***** Data *****

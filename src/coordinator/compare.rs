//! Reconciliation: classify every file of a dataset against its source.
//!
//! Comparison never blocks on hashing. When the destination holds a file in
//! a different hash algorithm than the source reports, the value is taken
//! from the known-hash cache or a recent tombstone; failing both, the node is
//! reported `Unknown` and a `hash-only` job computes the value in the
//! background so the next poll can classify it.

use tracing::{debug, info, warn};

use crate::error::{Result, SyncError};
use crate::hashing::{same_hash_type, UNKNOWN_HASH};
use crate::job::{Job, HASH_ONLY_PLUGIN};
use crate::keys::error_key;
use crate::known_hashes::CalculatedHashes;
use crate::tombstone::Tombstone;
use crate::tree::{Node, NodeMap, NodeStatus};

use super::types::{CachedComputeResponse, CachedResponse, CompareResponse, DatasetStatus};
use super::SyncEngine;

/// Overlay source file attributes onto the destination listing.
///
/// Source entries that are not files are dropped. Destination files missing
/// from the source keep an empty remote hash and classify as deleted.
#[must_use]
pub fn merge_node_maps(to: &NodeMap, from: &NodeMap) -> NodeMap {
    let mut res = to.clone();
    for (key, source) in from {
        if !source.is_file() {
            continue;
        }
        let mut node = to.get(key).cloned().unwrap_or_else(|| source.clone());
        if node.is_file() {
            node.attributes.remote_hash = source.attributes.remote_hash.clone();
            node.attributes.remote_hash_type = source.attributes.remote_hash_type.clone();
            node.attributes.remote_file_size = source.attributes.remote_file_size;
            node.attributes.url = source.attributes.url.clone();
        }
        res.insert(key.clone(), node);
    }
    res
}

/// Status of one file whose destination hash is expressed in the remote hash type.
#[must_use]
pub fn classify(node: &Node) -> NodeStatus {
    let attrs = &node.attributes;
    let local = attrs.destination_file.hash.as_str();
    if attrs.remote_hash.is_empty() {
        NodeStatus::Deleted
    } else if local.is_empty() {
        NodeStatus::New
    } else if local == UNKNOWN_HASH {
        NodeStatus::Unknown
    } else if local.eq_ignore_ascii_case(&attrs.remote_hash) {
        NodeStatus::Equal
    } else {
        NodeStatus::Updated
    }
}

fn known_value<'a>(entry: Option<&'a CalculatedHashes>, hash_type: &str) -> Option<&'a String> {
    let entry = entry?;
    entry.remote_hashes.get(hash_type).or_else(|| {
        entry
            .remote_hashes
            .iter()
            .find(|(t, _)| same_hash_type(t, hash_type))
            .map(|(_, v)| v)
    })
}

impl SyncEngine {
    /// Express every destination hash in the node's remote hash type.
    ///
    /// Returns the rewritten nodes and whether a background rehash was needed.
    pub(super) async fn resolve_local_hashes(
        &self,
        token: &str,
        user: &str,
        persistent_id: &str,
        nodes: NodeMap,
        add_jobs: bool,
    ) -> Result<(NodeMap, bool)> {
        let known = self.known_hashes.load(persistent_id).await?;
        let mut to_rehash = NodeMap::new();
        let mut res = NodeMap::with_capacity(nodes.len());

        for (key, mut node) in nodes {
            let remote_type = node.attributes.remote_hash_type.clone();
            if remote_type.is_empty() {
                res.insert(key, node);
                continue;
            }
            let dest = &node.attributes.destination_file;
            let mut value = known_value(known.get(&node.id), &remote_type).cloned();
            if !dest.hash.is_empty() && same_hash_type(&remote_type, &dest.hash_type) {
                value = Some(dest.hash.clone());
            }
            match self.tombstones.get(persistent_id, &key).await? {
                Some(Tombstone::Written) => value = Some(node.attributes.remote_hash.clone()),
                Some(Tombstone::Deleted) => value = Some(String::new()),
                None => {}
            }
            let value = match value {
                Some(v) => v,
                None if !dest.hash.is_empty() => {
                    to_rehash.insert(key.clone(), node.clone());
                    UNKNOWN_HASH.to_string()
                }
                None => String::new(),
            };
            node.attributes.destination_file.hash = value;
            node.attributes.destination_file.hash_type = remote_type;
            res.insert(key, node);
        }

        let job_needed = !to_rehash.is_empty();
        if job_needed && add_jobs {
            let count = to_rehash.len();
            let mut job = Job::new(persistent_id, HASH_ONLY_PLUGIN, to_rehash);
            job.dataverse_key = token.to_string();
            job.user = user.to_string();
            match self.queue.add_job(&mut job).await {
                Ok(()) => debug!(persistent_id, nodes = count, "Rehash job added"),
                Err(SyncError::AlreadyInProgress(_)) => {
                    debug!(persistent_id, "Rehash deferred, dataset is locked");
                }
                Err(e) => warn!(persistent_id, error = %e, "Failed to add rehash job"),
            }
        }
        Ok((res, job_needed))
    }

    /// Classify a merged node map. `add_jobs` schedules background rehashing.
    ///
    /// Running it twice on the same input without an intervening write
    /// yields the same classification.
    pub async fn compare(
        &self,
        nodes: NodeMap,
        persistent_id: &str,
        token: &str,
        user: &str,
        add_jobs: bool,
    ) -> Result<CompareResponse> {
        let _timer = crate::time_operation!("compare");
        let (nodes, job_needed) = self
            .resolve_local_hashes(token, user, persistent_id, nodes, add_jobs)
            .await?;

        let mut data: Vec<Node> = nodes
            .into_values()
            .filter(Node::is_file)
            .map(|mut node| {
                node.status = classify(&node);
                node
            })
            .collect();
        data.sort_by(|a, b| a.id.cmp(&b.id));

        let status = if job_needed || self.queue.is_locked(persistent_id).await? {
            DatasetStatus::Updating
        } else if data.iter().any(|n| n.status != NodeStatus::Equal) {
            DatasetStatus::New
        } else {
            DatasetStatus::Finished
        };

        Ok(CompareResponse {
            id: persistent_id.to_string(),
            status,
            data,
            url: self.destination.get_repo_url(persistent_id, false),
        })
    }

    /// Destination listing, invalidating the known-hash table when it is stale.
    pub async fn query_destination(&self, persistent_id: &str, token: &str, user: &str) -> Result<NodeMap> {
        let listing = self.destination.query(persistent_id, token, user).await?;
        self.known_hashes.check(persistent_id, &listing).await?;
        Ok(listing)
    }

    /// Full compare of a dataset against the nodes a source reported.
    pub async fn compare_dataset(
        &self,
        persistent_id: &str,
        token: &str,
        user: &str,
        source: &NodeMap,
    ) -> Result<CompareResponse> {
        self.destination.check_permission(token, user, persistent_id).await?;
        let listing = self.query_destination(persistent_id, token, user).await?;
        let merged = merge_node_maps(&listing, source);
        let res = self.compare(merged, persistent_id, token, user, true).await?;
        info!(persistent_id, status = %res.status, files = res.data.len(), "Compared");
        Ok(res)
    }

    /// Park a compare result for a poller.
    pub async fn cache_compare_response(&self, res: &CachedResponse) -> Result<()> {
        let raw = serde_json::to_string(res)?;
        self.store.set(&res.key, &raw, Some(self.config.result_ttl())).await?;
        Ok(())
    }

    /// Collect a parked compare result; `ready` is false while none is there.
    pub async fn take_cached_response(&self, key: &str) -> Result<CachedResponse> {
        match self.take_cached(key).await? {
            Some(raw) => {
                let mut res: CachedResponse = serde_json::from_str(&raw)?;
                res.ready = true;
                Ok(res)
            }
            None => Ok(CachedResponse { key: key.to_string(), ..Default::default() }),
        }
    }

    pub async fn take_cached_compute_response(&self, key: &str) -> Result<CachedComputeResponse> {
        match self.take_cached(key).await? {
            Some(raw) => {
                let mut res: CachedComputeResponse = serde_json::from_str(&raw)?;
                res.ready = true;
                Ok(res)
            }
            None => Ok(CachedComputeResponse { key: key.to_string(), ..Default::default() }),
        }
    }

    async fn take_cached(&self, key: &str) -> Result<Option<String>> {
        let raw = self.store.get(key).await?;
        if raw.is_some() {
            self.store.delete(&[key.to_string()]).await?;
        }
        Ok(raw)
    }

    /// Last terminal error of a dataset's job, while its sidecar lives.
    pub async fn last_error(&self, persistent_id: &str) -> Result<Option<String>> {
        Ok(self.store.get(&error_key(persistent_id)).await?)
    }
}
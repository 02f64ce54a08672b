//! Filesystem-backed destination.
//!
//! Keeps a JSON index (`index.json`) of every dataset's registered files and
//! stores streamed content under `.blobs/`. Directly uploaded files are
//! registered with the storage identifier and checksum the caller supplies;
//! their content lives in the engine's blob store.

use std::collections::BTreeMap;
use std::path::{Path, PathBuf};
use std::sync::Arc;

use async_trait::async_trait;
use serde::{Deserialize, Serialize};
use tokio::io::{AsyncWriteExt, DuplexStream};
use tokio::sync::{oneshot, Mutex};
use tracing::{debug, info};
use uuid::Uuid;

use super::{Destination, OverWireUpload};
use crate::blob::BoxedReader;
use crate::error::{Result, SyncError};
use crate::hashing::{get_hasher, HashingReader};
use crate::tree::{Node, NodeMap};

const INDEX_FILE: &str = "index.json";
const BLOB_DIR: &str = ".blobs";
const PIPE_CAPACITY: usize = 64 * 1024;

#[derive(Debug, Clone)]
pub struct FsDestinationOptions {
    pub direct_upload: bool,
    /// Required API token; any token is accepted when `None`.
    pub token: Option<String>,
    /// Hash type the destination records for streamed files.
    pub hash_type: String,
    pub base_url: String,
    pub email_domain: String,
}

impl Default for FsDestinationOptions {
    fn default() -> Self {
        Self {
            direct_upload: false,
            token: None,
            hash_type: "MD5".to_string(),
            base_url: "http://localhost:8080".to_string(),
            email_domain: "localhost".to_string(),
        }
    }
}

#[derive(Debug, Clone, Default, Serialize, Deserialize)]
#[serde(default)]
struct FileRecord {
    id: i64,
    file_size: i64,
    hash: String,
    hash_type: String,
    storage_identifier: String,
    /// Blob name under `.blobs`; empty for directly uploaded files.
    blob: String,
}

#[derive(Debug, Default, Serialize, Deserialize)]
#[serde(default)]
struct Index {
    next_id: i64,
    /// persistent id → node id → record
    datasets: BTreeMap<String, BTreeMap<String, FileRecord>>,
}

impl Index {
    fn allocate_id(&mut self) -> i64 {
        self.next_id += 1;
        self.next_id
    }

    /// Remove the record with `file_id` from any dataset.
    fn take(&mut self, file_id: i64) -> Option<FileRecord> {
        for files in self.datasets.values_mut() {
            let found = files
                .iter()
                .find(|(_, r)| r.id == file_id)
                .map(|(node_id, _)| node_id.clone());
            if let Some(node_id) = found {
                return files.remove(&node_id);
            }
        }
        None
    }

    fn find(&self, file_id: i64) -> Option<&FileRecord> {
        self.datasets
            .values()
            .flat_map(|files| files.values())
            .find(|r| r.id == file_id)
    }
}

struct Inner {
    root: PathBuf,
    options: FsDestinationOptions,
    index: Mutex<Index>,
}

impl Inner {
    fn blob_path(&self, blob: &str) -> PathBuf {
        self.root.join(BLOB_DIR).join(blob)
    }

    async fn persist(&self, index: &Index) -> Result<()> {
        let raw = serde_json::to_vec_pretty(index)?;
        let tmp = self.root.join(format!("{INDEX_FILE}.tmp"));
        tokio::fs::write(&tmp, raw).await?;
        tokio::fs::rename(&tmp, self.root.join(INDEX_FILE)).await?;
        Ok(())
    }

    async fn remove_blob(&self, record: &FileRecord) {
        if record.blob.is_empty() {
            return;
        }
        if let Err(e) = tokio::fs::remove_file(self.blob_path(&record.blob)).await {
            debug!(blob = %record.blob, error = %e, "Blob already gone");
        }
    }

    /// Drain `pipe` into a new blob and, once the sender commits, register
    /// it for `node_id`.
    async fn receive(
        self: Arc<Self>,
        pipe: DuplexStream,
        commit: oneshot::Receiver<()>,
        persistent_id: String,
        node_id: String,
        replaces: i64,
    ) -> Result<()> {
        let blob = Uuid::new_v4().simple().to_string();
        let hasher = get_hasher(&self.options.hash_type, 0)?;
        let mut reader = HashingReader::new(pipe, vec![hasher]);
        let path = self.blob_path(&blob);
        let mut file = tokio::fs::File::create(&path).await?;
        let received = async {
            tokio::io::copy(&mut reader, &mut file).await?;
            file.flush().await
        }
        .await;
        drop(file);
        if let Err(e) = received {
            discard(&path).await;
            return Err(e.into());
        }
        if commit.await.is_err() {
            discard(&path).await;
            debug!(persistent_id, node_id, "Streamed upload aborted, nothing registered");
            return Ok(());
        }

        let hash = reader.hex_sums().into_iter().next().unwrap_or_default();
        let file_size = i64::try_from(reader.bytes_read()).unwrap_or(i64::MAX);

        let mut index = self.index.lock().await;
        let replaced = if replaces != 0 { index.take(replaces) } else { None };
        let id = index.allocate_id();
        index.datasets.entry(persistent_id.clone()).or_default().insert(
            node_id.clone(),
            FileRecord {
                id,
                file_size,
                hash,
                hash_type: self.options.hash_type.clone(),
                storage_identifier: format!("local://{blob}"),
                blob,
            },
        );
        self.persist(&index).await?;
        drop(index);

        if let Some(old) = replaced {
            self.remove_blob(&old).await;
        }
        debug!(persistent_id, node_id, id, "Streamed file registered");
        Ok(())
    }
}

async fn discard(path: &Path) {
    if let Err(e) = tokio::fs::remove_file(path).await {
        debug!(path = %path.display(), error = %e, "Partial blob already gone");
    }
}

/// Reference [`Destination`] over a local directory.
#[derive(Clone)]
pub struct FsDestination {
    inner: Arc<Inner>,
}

*****

- What needs to be done
Count every line above that holds the word "queue", and state the number and nothing more.

- Response below
2